颜朝又蔫吧了,余萸说得没错,就算回到以前,她们依然只是床伴,该用什么来界定她们之间的关系?
“所以你现在怎么想?”
“什么?”
余萸又逼近一分,跟她靠得极近:“我问你想跟我拥有怎样的关系?继续当床伴还是……”
“不想再当床伴了,连吃醋都没有资格。”颜朝说完移开视线,耷拉着脑袋像被抛弃的小狗。
余萸嘴角翘起,问道:“那么要当毫无关系的同事吗?”
那不是更糟糕?不仅没资格吃醋,连亲亲抱抱都不行,万一有一天余萸被别人抢走怎么办?
“说来你可能不信,虽然我有时候看着不靠谱,但我对感情很忠贞,如果你不嫌弃的话,能不能给我一个机会?”
“我挺嫌弃的。”余萸幽幽道。
颜朝的心瞬间一沉,可怜地看着她。
“你都不相信我,分开也是毫不留情,连个解释的机会都不给我,要是没有小夏失踪这事,你打算一辈子都不问吗?”

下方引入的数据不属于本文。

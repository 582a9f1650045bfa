//! Single-role membership changes.
//!
//! Both operations are checked: adding a role the user already holds, or
//! removing one they do not hold, is an error rather than a silent no-op.

use super::error::UserError;
use super::lookup::resolve_role;
use crate::store::{IdentityStore, User};
use tracing::info;

/// Add one role to a user and persist the new role set
pub async fn add_role(
    store: &dyn IdentityStore,
    user: User,
    role_name: &str,
) -> Result<User, UserError> {
    let role = resolve_role(store, role_name).await?;
    if user.roles.contains(&role.name) {
        return Err(UserError::AlreadyMember {
            username: user.username,
            role: role.name,
        });
    }

    let roles = user.roles.with_role(&role.name);
    let updated = user.with_roles(roles);
    store.update_user(&updated).await?;

    info!("Added user {} to role {}", updated.username, role.name);
    Ok(updated)
}

/// Remove one role from a user and persist the new role set
pub async fn remove_role(
    store: &dyn IdentityStore,
    user: User,
    role_name: &str,
) -> Result<User, UserError> {
    let role = resolve_role(store, role_name).await?;
    if !user.roles.contains(&role.name) {
        return Err(UserError::NotMember {
            username: user.username,
            role: role.name,
        });
    }

    let roles = user.roles.without_role(&role.name);
    let updated = user.with_roles(roles);
    store.update_user(&updated).await?;

    info!("Removed user {} from role {}", updated.username, role.name);
    Ok(updated)
}
use sha2::{Digest, Sha256};

/// Digest a secret with a salt, returned as `sha256$<salt>$<hex>`.
#[must_use]
pub fn salted_digest(salt: &str, secret: &str) -> String {
    let mut hasher = Sha256::new();
    hasher.update(salt.as_bytes());
    hasher.update(b"$");
    hasher.update(secret.as_bytes());
    format!("sha256${salt}${}", hex::encode(hasher.finalize()))
}
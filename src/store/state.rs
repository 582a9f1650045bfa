//! Backend-independent store document and its mutation rules.
//!
//! Both backends hold a [`StoreState`]; `MemoryStore` keeps it in memory only,
//! `FileStore` writes it to disk after every successful mutation.

use super::error::StoreError;
use super::types::{NewUser, Role, RoleSet, User, UserId, UserLookup};
use crate::utils::{now_iso, salted_digest};
use serde::{Deserialize, Serialize};

/// Roles seeded into a freshly created store
pub const DEFAULT_ROLES: [&str; 5] = ["Admin", "Op", "User", "Viewer", "Public"];

/// A user record as persisted, including its credential
#[derive(Debug, Clone, Serialize, Deserialize)]
pub struct StoredUser {
    #[serde(flatten)]
    pub user: User,
    #[serde(default, skip_serializing_if = "Option::is_none")]
    pub password_hash: Option<String>,
    pub changed_on: String,
}

/// The whole store document
#[derive(Debug, Clone, Serialize, Deserialize)]
pub struct StoreState {
    pub next_id: u64,
    pub roles: Vec<Role>,
    pub users: Vec<StoredUser>,
}

impl Default for StoreState {
    fn default() -> Self {
        Self {
            next_id: 1,
            roles: DEFAULT_ROLES.iter().map(|name| Role::new(*name)).collect(),
            users: Vec::new(),
        }
    }
}

fn hash_password(secret: &str) -> String {
    let salt = uuid::Uuid::new_v4().simple().to_string();
    salted_digest(&salt, secret)
}

impl StoreState {
    /// A store with the given roles and no users
    #[must_use]
    pub fn with_roles(roles: &[&str]) -> Self {
        Self {
            roles: roles.iter().map(|name| Role::new(*name)).collect(),
            ..Self::default()
        }
    }

    #[must_use]
    pub fn find_user(&self, lookup: &UserLookup) -> Option<User> {
        self.users
            .iter()
            .find(|u| lookup.matches(&u.user))
            .map(|u| u.user.clone())
    }

    #[must_use]
    pub fn find_role(&self, name: &str) -> Option<Role> {
        self.roles.iter().find(|r| r.name == name).cloned()
    }

    #[must_use]
    pub fn list_users(&self) -> Vec<User> {
        self.users.iter().map(|u| u.user.clone()).collect()
    }

    #[must_use]
    pub fn password_hash(&self, id: UserId) -> Option<&str> {
        self.users
            .iter()
            .find(|u| u.user.id == id)
            .and_then(|u| u.password_hash.as_deref())
    }

    fn ensure_unique(
        &self,
        field: &'static str,
        value: &str,
        except: Option<UserId>,
        key: fn(&User) -> &str,
    ) -> Result<(), StoreError> {
        let taken = self
            .users
            .iter()
            .any(|u| Some(u.user.id) != except && key(&u.user) == value);
        if taken {
            return Err(StoreError::Duplicate {
                field,
                value: value.to_string(),
            });
        }
        Ok(())
    }

    fn ensure_roles_exist(&self, roles: &RoleSet) -> Result<(), StoreError> {
        match roles.names().iter().find(|name| self.find_role(name).is_none()) {
            Some(missing) => Err(StoreError::Rejected(format!(
                "role '{missing}' does not exist"
            ))),
            None => Ok(()),
        }
    }

    fn position(&self, id: UserId) -> Result<usize, StoreError> {
        self.users
            .iter()
            .position(|u| u.user.id == id)
            .ok_or(StoreError::UnknownUser(id))
    }

    pub fn add_user(&mut self, new_user: NewUser) -> Result<User, StoreError> {
        if new_user.roles.is_empty() {
            return Err(StoreError::EmptyRoles);
        }
        self.ensure_unique("username", &new_user.username, None, |u| u.username.as_str())?;
        self.ensure_unique("email", &new_user.email, None, |u| u.email.as_str())?;
        self.ensure_roles_exist(&new_user.roles)?;

        let id = UserId(self.next_id);
        self.next_id = self.next_id.saturating_add(1);

        let user = User {
            id,
            username: new_user.username,
            email: new_user.email,
            first_name: new_user.first_name,
            last_name: new_user.last_name,
            roles: new_user.roles,
        };
        self.users.push(StoredUser {
            user: user.clone(),
            password_hash: new_user.password.as_deref().map(hash_password),
            changed_on: now_iso(),
        });
        Ok(user)
    }

    pub fn update_user(&mut self, user: &User) -> Result<(), StoreError> {
        let idx = self.position(user.id)?;
        self.ensure_unique("email", &user.email, Some(user.id), |u| u.email.as_str())?;
        self.ensure_roles_exist(&user.roles)?;

        let stored = self
            .users
            .get_mut(idx)
            .ok_or(StoreError::UnknownUser(user.id))?;
        if stored.user.username != user.username {
            return Err(StoreError::Rejected(format!(
                "username of user {} cannot be changed",
                user.id
            )));
        }
        stored.user = user.clone();
        stored.changed_on = now_iso();
        Ok(())
    }

    pub fn delete_user(&mut self, user: &User) -> Result<(), StoreError> {
        let idx = self.position(user.id)?;
        self.users.remove(idx);
        Ok(())
    }

    pub fn reset_password(&mut self, id: UserId, secret: &str) -> Result<(), StoreError> {
        let idx = self.position(id)?;
        let stored = self.users.get_mut(idx).ok_or(StoreError::UnknownUser(id))?;
        stored.password_hash = Some(hash_password(secret));
        stored.changed_on = now_iso();
        Ok(())
    }
}

#[cfg(test)]
mod tests {
    use super::*;

    fn new_user(username: &str, email: &str, roles: &[&str]) -> NewUser {
        NewUser {
            username: username.to_string(),
            email: email.to_string(),
            first_name: "First".to_string(),
            last_name: "Last".to_string(),
            roles: roles.iter().map(ToString::to_string).collect::<Vec<_>>().into(),
            password: None,
        }
    }

    #[test]
    fn test_default_state_seeds_roles() {
        let state = StoreState::default();
        let names: Vec<&str> = state.roles.iter().map(|r| r.name.as_str()).collect();
        assert_eq!(names, DEFAULT_ROLES);
        assert!(state.users.is_empty());
    }

    #[test]
    fn test_add_user_assigns_increasing_ids() {
        let mut state = StoreState::default();
        let a = state.add_user(new_user("a", "a@x.com", &["Viewer"])).unwrap();
        let b = state.add_user(new_user("b", "b@x.com", &["Viewer"])).unwrap();
        assert_eq!(a.id, UserId(1));
        assert_eq!(b.id, UserId(2));
    }

    #[test]
    fn test_add_user_rejects_duplicates() {
        let mut state = StoreState::default();
        state.add_user(new_user("a", "a@x.com", &["Viewer"])).unwrap();

        let dup_name = state.add_user(new_user("a", "other@x.com", &["Viewer"]));
        assert!(matches!(dup_name, Err(StoreError::Duplicate { field: "username", .. })));

        let dup_email = state.add_user(new_user("other", "a@x.com", &["Viewer"]));
        assert!(matches!(dup_email, Err(StoreError::Duplicate { field: "email", .. })));
    }

    #[test]
    fn test_add_user_requires_roles() {
        let mut state = StoreState::default();
        let result = state.add_user(new_user("a", "a@x.com", &[]));
        assert!(matches!(result, Err(StoreError::EmptyRoles)));
    }

    #[test]
    fn test_add_user_rejects_unknown_role() {
        let mut state = StoreState::default();
        let result = state.add_user(new_user("a", "a@x.com", &["Ghost"]));
        assert!(matches!(result, Err(StoreError::Rejected(_))));
    }

    #[test]
    fn test_password_is_hashed() {
        let mut state = StoreState::default();
        let mut fields = new_user("a", "a@x.com", &["Viewer"]);
        fields.password = Some("hunter2".to_string());
        let user = state.add_user(fields).unwrap();

        let hash = state.password_hash(user.id).unwrap();
        assert!(hash.starts_with("sha256$"));
        assert!(!hash.contains("hunter2"));
    }

    #[test]
    fn test_reset_password_replaces_hash() {
        let mut state = StoreState::default();
        let user = state.add_user(new_user("a", "a@x.com", &["Viewer"])).unwrap();
        assert!(state.password_hash(user.id).is_none());

        state.reset_password(user.id, "s3cret").unwrap();
        assert!(state.password_hash(user.id).is_some());

        assert!(matches!(
            state.reset_password(UserId(99), "x"),
            Err(StoreError::UnknownUser(UserId(99)))
        ));
    }

    #[test]
    fn test_update_user_allows_empty_roles() {
        let mut state = StoreState::default();
        let user = state.add_user(new_user("a", "a@x.com", &["Viewer"])).unwrap();

        state.update_user(&user.with_roles(RoleSet::empty())).unwrap();
        let stored = state.find_user(&UserLookup::Username("a".to_string())).unwrap();
        assert!(stored.roles.is_empty());
    }

    #[test]
    fn test_update_user_rejects_username_change() {
        let mut state = StoreState::default();
        let mut user = state.add_user(new_user("a", "a@x.com", &["Viewer"])).unwrap();
        user.username = "renamed".to_string();

        assert!(matches!(state.update_user(&user), Err(StoreError::Rejected(_))));
    }

    #[test]
    fn test_update_user_rejects_email_collision() {
        let mut state = StoreState::default();
        state.add_user(new_user("a", "a@x.com", &["Viewer"])).unwrap();
        let mut b = state.add_user(new_user("b", "b@x.com", &["Viewer"])).unwrap();
        b.email = "a@x.com".to_string();

        assert!(matches!(
            state.update_user(&b),
            Err(StoreError::Duplicate { field: "email", .. })
        ));
    }

    #[test]
    fn test_delete_user() {
        let mut state = StoreState::default();
        let user = state.add_user(new_user("a", "a@x.com", &["Viewer"])).unwrap();

        state.delete_user(&user).unwrap();
        assert!(state.list_users().is_empty());
        assert!(matches!(state.delete_user(&user), Err(StoreError::UnknownUser(_))));
    }
}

余萸说着说着就哭了,眼泪像珠子一样滚落,又漂亮又惹人心疼。
“对不起,我真的真的知道错了,要是你想考虑一下也可以,无论多久我都愿意等。”
“你怎么能这样对我,我还以为你不喜欢我了。”余萸哭的不能自已。
她越是这样,颜朝越内疚,抱着人自己眼睛也红了。
“怎么会不喜欢啊,我喜欢死你了。要是不喜欢就不会吃醋,也就不会被嫉妒冲昏头脑,做了那种错事,”
“真、真的吗?”余萸哽咽着问。
“比你手上戴的金子还真。我现在恨不得穿越回去,给当时说了那种话的自己两耳光。”
余萸从她怀里起身,说:“不用那么麻烦,我帮你来打。”
颜朝破涕为笑,把脸伸过去:“打吧,只要你能消气,打多少下都可以。”
余萸只轻轻拍了一下,没好气地说:“下不了手,没事长这么好看干嘛?”
颜朝抓住她的手,欣喜地问:“你真的觉得我好看吗?”
“那还用问?你不知道自己有多扎眼吗?路上过去十个人,有八个看到你都要行注目礼。”余萸说完赌气地不看她。
颜朝被她可爱到,把脸埋在她肩窝:“我只觉得你长得好看,特别漂亮迷人,傲娇又可爱,像布偶猫一样。”
“说什么胡话呢,我哪有鱼鱼漂亮?”余萸害羞地推她的脸。
颜朝花痴般一笑,咬住她的手指:“在我心里,你跟鱼鱼一样漂亮。不对,你比鱼鱼还要好看一些,它还没长开呢。”
余萸冷哼一声:“别以为你说好听的话我就会原谅你。”
“那我做让你快乐的事呢?”颜朝咬住她的脖子,轻吮慢嘬。